His walk naturally took him along the Strand, home to many a cheap tavern, and he soon found a suitably down-at-heel establishment to fit his mood. The bar was bruised and battered after many a drunken fight. The glasses were coated with who knew what, the edges sharp with chips, but the gin was potent and that was all that mattered.
‘I will have whatever my friend has.’
Daniel turned as he recognised the accent of the man to his right. ‘Jean?’
‘Apologies, Daniel, I followed you.’ Jean took a sip of his drink, pulling a face as the liquid burned his mouth. ‘My goodness, how do you drink this?’
Despite his foul mood Daniel chuckled dryly. ‘By thinking of the end result. Oblivion.’
‘You are upset by my news,’ Jean noted. ‘That is good.’
‘Good? What kind of man are you? To upset Celine so, leave us facing such hopelessness?’

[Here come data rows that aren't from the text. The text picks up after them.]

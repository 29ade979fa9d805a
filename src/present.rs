//! Presentation collaborators
//!
//! The simulation only needs two things from the outside world: a way to
//! show a frame (and hear about score/game over), and collision shapes for
//! named assets. Both are traits so a real renderer can slot in; the
//! implementations here are what the headless runner uses.

use std::sync::Arc;

use glam::Vec2;

use crate::consts::{GROUND_ASSET, PLAYER_ASSET, ROCK_ASSET};
use crate::error::AssetError;
use crate::sim::{
    Body, BodyTag, ConvexPolygon, Game, GameEvent, GameState, PixelMask, Shape, Shapes, World,
};

/// Everything a renderer needs for one frame
#[derive(Debug, Clone, Copy)]
pub struct Frame<'a> {
    pub bodies: &'a [Body],
    /// Player tilt in radians
    pub rotation: f32,
    pub score: u32,
    pub state: GameState,
    pub logo_alpha: f32,
    pub game_over_visible: bool,
}

impl<'a> Frame<'a> {
    pub fn of(world: &'a World) -> Self {
        Self {
            bodies: world.bodies(),
            rotation: world.player_angle,
            score: world.score(),
            state: world.state(),
            logo_alpha: if world.logo.visible { world.logo.alpha } else { 0.0 },
            game_over_visible: world.game_over_visible,
        }
    }
}

/// Renderer/audio side of the game
pub trait Presenter {
    fn render(&mut self, frame: &Frame<'_>);
    /// Score changes, game over, new game...
    fn notify(&mut self, event: &GameEvent);
}

/// Source of collision shapes for named textures
pub trait AssetSource {
    fn load_shape(&self, name: &str) -> Result<Shape, AssetError>;
}

/// Load every shape the game needs. Call once at startup; any missing asset
/// fails here, before a world exists.
pub fn load_shapes(assets: &dyn AssetSource) -> Result<Shapes, AssetError> {
    let shapes = Shapes {
        player: assets.load_shape(PLAYER_ASSET)?,
        rock: assets.load_shape(ROCK_ASSET)?,
        ground: assets.load_shape(GROUND_ASSET)?,
    };
    log::info!(
        "Loaded shapes: player {:?}, rock {:?}, ground {:?}",
        shapes.player.size(),
        shapes.rock.size(),
        shapes.ground.size()
    );
    Ok(shapes)
}

/// Deliver pending events, then draw the current frame
pub fn present(game: &mut Game, presenter: &mut dyn Presenter) {
    for event in game.drain_events() {
        presenter.notify(&event);
    }
    presenter.render(&Frame::of(game.world()));
}

/// Shapes generated in code, sized like the original artwork
#[derive(Debug, Clone)]
pub struct ProceduralAssets {
    screen_width: f32,
}

impl ProceduralAssets {
    pub const PLAYER_SIZE: (u32, u32) = (88, 73);
    pub const ROCK_SIZE: Vec2 = Vec2::new(104.0, 440.0);
    pub const GROUND_HEIGHT: f32 = 60.0;

    pub fn new(screen_width: f32) -> Self {
        Self { screen_width }
    }

    /// Plane silhouette: an elliptical fuselage with a raised tail fin
    fn plane_mask() -> PixelMask {
        let (w, h) = Self::PLAYER_SIZE;
        let (cx, cy) = (w as f32 / 2.0, h as f32 / 2.0);
        let (rx, ry) = (w as f32 / 2.0, h as f32 / 3.0);
        PixelMask::from_fn(w, h, |x, y| {
            let p = Vec2::new(x as f32 + 0.5 - cx, y as f32 + 0.5 - cy);
            let body = (p.x / rx).powi(2) + (p.y / ry).powi(2) <= 1.0;
            let fin = p.x < -rx * 0.5 && p.y >= 0.0 && p.y <= h as f32 / 2.0;
            body || fin
        })
    }
}

impl AssetSource for ProceduralAssets {
    fn load_shape(&self, name: &str) -> Result<Shape, AssetError> {
        match name {
            PLAYER_ASSET => Ok(Shape::Mask(Arc::new(Self::plane_mask()))),
            ROCK_ASSET => {
                // Tapered spike, wide at its base
                let h = Self::ROCK_SIZE / 2.0;
                ConvexPolygon::new(vec![
                    Vec2::new(-h.x, -h.y),
                    Vec2::new(h.x, -h.y),
                    Vec2::new(h.x * 0.3, h.y),
                    Vec2::new(-h.x * 0.3, h.y),
                ])
                .map(Shape::Polygon)
                .ok_or_else(|| AssetError::InvalidShape {
                    name: name.to_string(),
                    reason: "rock outline is not convex".to_string(),
                })
            }
            GROUND_ASSET => {
                if self.screen_width > 0.0 {
                    Ok(Shape::rect(self.screen_width, Self::GROUND_HEIGHT))
                } else {
                    Err(AssetError::InvalidShape {
                        name: name.to_string(),
                        reason: format!("ground width {} is not positive", self.screen_width),
                    })
                }
            }
            other => Err(AssetError::Missing(other.to_string())),
        }
    }
}

/// Presenter that narrates the game through the `log` facade
#[derive(Debug, Default)]
pub struct LogPresenter {
    pub frames: u64,
    pub score: u32,
    pub best_score: u32,
    pub games_over: u32,
}

impl Presenter for LogPresenter {
    fn render(&mut self, frame: &Frame<'_>) {
        self.frames += 1;
        if log::log_enabled!(log::Level::Trace) {
            let player = frame.bodies.iter().find(|b| b.tag == BodyTag::Player);
            let rocks = frame
                .bodies
                .iter()
                .filter(|b| b.tag == BodyTag::Obstacle)
                .count();
            log::trace!(
                "frame {} {:?}: player {:?} tilt {:.3}, {} rocks, logo alpha {:.2}",
                self.frames,
                frame.state,
                player.map(|p| p.position),
                frame.rotation,
                rocks,
                frame.logo_alpha
            );
        }
    }

    fn notify(&mut self, event: &GameEvent) {
        match event {
            GameEvent::LogoFadeStarted => log::debug!("Logo fading"),
            GameEvent::PlayerActivated => log::debug!("Plane is live"),
            GameEvent::ObstacleSpawned { y_position } => {
                log::debug!("Rocks spawned at y={y_position:.1}")
            }
            GameEvent::ScoreChanged(score) => {
                self.score = *score;
                self.best_score = self.best_score.max(*score);
                log::info!("*coin* SCORE: {score}");
            }
            GameEvent::GameOver { position, score } => {
                self.games_over += 1;
                log::info!(
                    "*explosion* at ({:.0}, {:.0}) - GAME OVER, score {score}",
                    position.x,
                    position.y
                );
            }
            GameEvent::NewGame { seed } => {
                self.score = 0;
                log::info!("New game (seed {seed})");
            }
        }
    }
}

#[cfg(test)]
mod tests {
    use super::*;
    use crate::tuning::Tuning;

    struct Nothing;

    impl AssetSource for Nothing {
        fn load_shape(&self, name: &str) -> Result<Shape, AssetError> {
            Err(AssetError::Missing(name.to_string()))
        }
    }

    #[test]
    fn test_missing_asset_fails_fast() {
        let err = load_shapes(&Nothing).unwrap_err();
        assert!(matches!(err, AssetError::Missing(ref name) if name == PLAYER_ASSET));
    }

    #[test]
    fn test_procedural_shapes() {
        let shapes = load_shapes(&ProceduralAssets::new(1024.0)).unwrap();
        assert_eq!(shapes.player.size(), Vec2::new(88.0, 73.0));
        assert_eq!(shapes.rock.size(), ProceduralAssets::ROCK_SIZE);
        assert_eq!(shapes.ground.size(), Vec2::new(1024.0, 60.0));
        assert!(matches!(
            ProceduralAssets::new(1024.0).load_shape("music"),
            Err(AssetError::Missing(_))
        ));
        assert!(matches!(
            ProceduralAssets::new(0.0).load_shape(GROUND_ASSET),
            Err(AssetError::InvalidShape { .. })
        ));
    }

    #[test]
    fn test_plane_mask_has_empty_corners() {
        let mask = ProceduralAssets::plane_mask();
        assert!(!mask.is_solid(87, 0));
        assert!(!mask.is_solid(87, 72));
        assert!(mask.is_solid(44, 36));
        assert!(mask.solid_count() > 0);
    }

    #[test]
    fn test_present_delivers_events_then_frame() {
        let shapes = load_shapes(&ProceduralAssets::new(1024.0)).unwrap();
        let mut game = Game::new(3, Vec2::new(1024.0, 768.0), shapes, Tuning::default());
        let mut presenter = LogPresenter::default();

        game.handle_input();
        for _ in 0..400 {
            game.update(1.0 / 60.0);
            present(&mut game, &mut presenter);
        }

        assert_eq!(presenter.frames, 400);
        assert_eq!(game.state(), GameState::Dead);
        assert_eq!(presenter.games_over, 1);
        let frame = Frame::of(game.world());
        assert!(frame.game_over_visible);
        assert_eq!(frame.logo_alpha, 0.0);
    }
}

‘Calm down, Daniel.’ Jean held up a placating hand. ‘It is good for me to see that you truly care for Celine. Because you have a hard decision to make, both of you. If you do not love her then you must break her heart now, before you destroy her life.’
‘Mr Mouret, I thank you for your advice but I am not sure that you know me well enough to determine how I feel, or what I may do in the future.’ Daniel waved to the barman and two more gins were poured.
‘Perhaps not, but I do know Celine. We grew up together. My mother died when I was six months old, and my father remarried. My stepmother is Celine’s aunt, her mother’s younger sister. I spent most summers with Celine and Emilie at their family’s country estate.’
‘Their estate?’ Daniel began to realise for the first time just how wealthy Celine’s family really were.
‘My uncle is a cold man. He cares only for wealth and his position in society. Appearances are everything. He will never agree to Celine marrying you, as I said earlier. You must decide if you can afford to support Celine, because if she marries you he will consider her dead.’
‘Why do you care so much? If you are family to Celine then do you not prefer for her to go home and marry as she should? Do you not prefer to keep her in the family?’ Daniel regarded the Frenchman suspiciously.
Jean smiled. ‘Yes, I have an ulterior motive. I am in love with her sister Emilie. I want to marry her but even I am not good enough for my uncle. Emilie thinks that if Celine marries the man her father wants then he will not care so much about us, he will think it as well to have Emilie out of his house. Myself, I believe that he will never bend, but if Celine can stand up to him then maybe Emilie will have the courage to do the same.’
‘So you are asking for my help? For Celine and I to risk her future to help yours?’ Daniel shook his head in disbelief.
‘I know, it is the most selfish task I beg of you,’ Jean admitted. ‘But really is there another solution? Already it is July. Celine will be called back to Paris in a matter of weeks, perhaps earlier if her father has his way. Her studies are over and there is no reason for her to stay in London. Only you.’
Daniel thought for a moment, ordered another drink and knocked it back. ‘How do we proceed?’
‘You will propose to her?’ Jean was thrilled. ‘I am sure that she will say yes. I saw how she looked at you.’
Daniel held up his hand and Jean fell obediently silent. ‘We must at least attempt to do this in the proper manner. While Celine is in London she is under the protection of the Harpers. I must speak with them first and see if there is a less painful solution. And Celine must be fully aware of what faces her.’
Jean nodded. ‘Of course. I will call on Celine in the morning. If I were to bring her to Mr McCarthy’s house would that be a suitable venue for us to have our discussion.’
Daniel nodded and gave the address, hoping beyond hope that his misgivings about Jean Mouret were false. The new day and a clear head would help him, he decided, and he set off into the warm summer night.